**AIM OF THE TASK:** All lines below are to be transcribed exactly.

───── SUPPLIED DATA

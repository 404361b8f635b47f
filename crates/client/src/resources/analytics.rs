use scrum_master_core::{
    AnalyticsEnvelope, ChartData, DashboardMetrics, SprintId, SprintMetrics, SprintReport, TeamId,
    TeamVelocityHistory,
};

use crate::{ApiClient, ApiError};

/// `/analytics` endpoints.
///
/// The backend wraps these in `{success, data}`; the methods return `data`.
#[derive(Debug, Clone, Copy)]
pub struct AnalyticsClient<'a> {
    api: &'a ApiClient,
}

impl<'a> AnalyticsClient<'a> {
    pub(crate) const fn new(api: &'a ApiClient) -> Self {
        Self { api }
    }

    /// Chart-ready burndown for a sprint.
    ///
    /// # Errors
    ///
    /// Returns an error if the request fails.
    pub async fn burndown_chart(&self, sprint_id: SprintId) -> Result<ChartData, ApiError> {
        let envelope: AnalyticsEnvelope<ChartData> = self
            .api
            .get(&format!("/analytics/burndown/{sprint_id}"))
            .await?;
        Ok(envelope.data)
    }

    /// Chart-ready planned vs. completed points over the last `num_sprints`.
    ///
    /// # Errors
    ///
    /// Returns an error if the request fails.
    pub async fn velocity_chart(
        &self,
        team_id: TeamId,
        num_sprints: u32,
    ) -> Result<ChartData, ApiError> {
        let envelope: AnalyticsEnvelope<ChartData> = self
            .api
            .get_with_query(
                &format!("/analytics/velocity/{team_id}"),
                &[("num_sprints", num_sprints)],
            )
            .await?;
        Ok(envelope.data)
    }

    /// Dashboard overview for a team.
    ///
    /// # Errors
    ///
    /// Returns an error if the request fails.
    pub async fn dashboard_metrics(&self, team_id: TeamId) -> Result<DashboardMetrics, ApiError> {
        let envelope: AnalyticsEnvelope<DashboardMetrics> = self
            .api
            .get(&format!("/analytics/dashboard-metrics/{team_id}"))
            .await?;
        Ok(envelope.data)
    }

    /// Completion, velocity and timeline figures for a sprint.
    ///
    /// # Errors
    ///
    /// Returns an error if the request fails.
    pub async fn sprint_metrics(&self, sprint_id: SprintId) -> Result<SprintMetrics, ApiError> {
        let envelope: AnalyticsEnvelope<SprintMetrics> = self
            .api
            .get(&format!("/analytics/sprint-metrics/{sprint_id}"))
            .await?;
        Ok(envelope.data)
    }

    /// Sprint report with insights.
    ///
    /// # Errors
    ///
    /// Returns an error if the request fails.
    pub async fn sprint_report(&self, sprint_id: SprintId) -> Result<SprintReport, ApiError> {
        let envelope: AnalyticsEnvelope<SprintReport> = self
            .api
            .get(&format!("/analytics/sprint-report/{sprint_id}"))
            .await?;
        Ok(envelope.data)
    }

    /// Raw velocity history over the last `num_sprints` (the backend
    /// accepts 1 to 20).
    ///
    /// # Errors
    ///
    /// Returns an error if the request fails.
    pub async fn team_velocity_history(
        &self,
        team_id: TeamId,
        num_sprints: u32,
    ) -> Result<TeamVelocityHistory, ApiError> {
        let envelope: AnalyticsEnvelope<TeamVelocityHistory> = self
            .api
            .get_with_query(
                &format!("/analytics/team-velocity-history/{team_id}"),
                &[("num_sprints", num_sprints)],
            )
            .await?;
        Ok(envelope.data)
    }
}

──────────

**COMPLETED TASK:**
repository 404361b8f635b47f
filename crates/client/src/resources/analytics.rs
use scrum_master_core::{
    AnalyticsEnvelope, ChartData, DashboardMetrics, SprintId, SprintMetrics, SprintReport, TeamId,
    TeamVelocityHistory,
};

use crate::{ApiClient, ApiError};

/// `/analytics` endpoints.
///
/// The backend wraps these in `{success, data}`; the methods return `data`.
#[derive(Debug, Clone, Copy)]
pub struct AnalyticsClient<'a> {
    api: &'a ApiClient,
}

impl<'a> AnalyticsClient<'a> {
    pub(crate) const fn new(api: &'a ApiClient) -> Self {
        Self { api }
    }

    /// Chart-ready burndown for a sprint.
    ///
    /// # Errors
    ///
    /// Returns an error if the request fails.
    pub async fn burndown_chart(&self, sprint_id: SprintId) -> Result<ChartData, ApiError> {
        let envelope: AnalyticsEnvelope<ChartData> = self
            .api
            .get(&format!("/analytics/burndown/{sprint_id}"))
            .await?;
        Ok(envelope.data)
    }

    /// Chart-ready planned vs. completed points over the last `num_sprints`.
    ///
    /// # Errors
    ///
    /// Returns an error if the request fails.
    pub async fn velocity_chart(
        &self,
        team_id: TeamId,
        num_sprints: u32,
    ) -> Result<ChartData, ApiError> {
        let envelope: AnalyticsEnvelope<ChartData> = self
            .api
            .get_with_query(
                &format!("/analytics/velocity/{team_id}"),
                &[("num_sprints", num_sprints)],
            )
            .await?;
        Ok(envelope.data)
    }

    /// Dashboard overview for a team.
    ///
    /// # Errors
    ///
    /// Returns an error if the request fails.
    pub async fn dashboard_metrics(&self, team_id: TeamId) -> Result<DashboardMetrics, ApiError> {
        let envelope: AnalyticsEnvelope<DashboardMetrics> = self
            .api
            .get(&format!("/analytics/dashboard-metrics/{team_id}"))
            .await?;
        Ok(envelope.data)
    }

    /// Completion, velocity and timeline figures for a sprint.
    ///
    /// # Errors
    ///
    /// Returns an error if the request fails.
    pub async fn sprint_metrics(&self, sprint_id: SprintId) -> Result<SprintMetrics, ApiError> {
        let envelope: AnalyticsEnvelope<SprintMetrics> = self
            .api
            .get(&format!("/analytics/sprint-metrics/{sprint_id}"))
            .await?;
        Ok(envelope.data)
    }

    /// Sprint report with insights.
    ///
    /// # Errors
    ///
    /// Returns an error if the request fails.
    pub async fn sprint_report(&self, sprint_id: SprintId) -> Result<SprintReport, ApiError> {
        let envelope: AnalyticsEnvelope<SprintReport> = self
            .api
            .get(&format!("/analytics/sprint-report/{sprint_id}"))
            .await?;
        Ok(envelope.data)
    }

    /// Raw velocity history over the last `num_sprints` (the backend
    /// accepts 1 to 20).
    ///
    /// # Errors
    ///
    /// Returns an error if the request fails.
    pub async fn team_velocity_history(
        &self,
        team_id: TeamId,
        num_sprints: u32,
    ) -> Result<TeamVelocityHistory, ApiError> {
        let envelope: AnalyticsEnvelope<TeamVelocityHistory> = self
            .api
            .get_with_query(
                &format!("/analytics/team-velocity-history/{team_id}"),
                &[("num_sprints", num_sprints)],
            )
            .await?;
        Ok(envelope.data)
    }
}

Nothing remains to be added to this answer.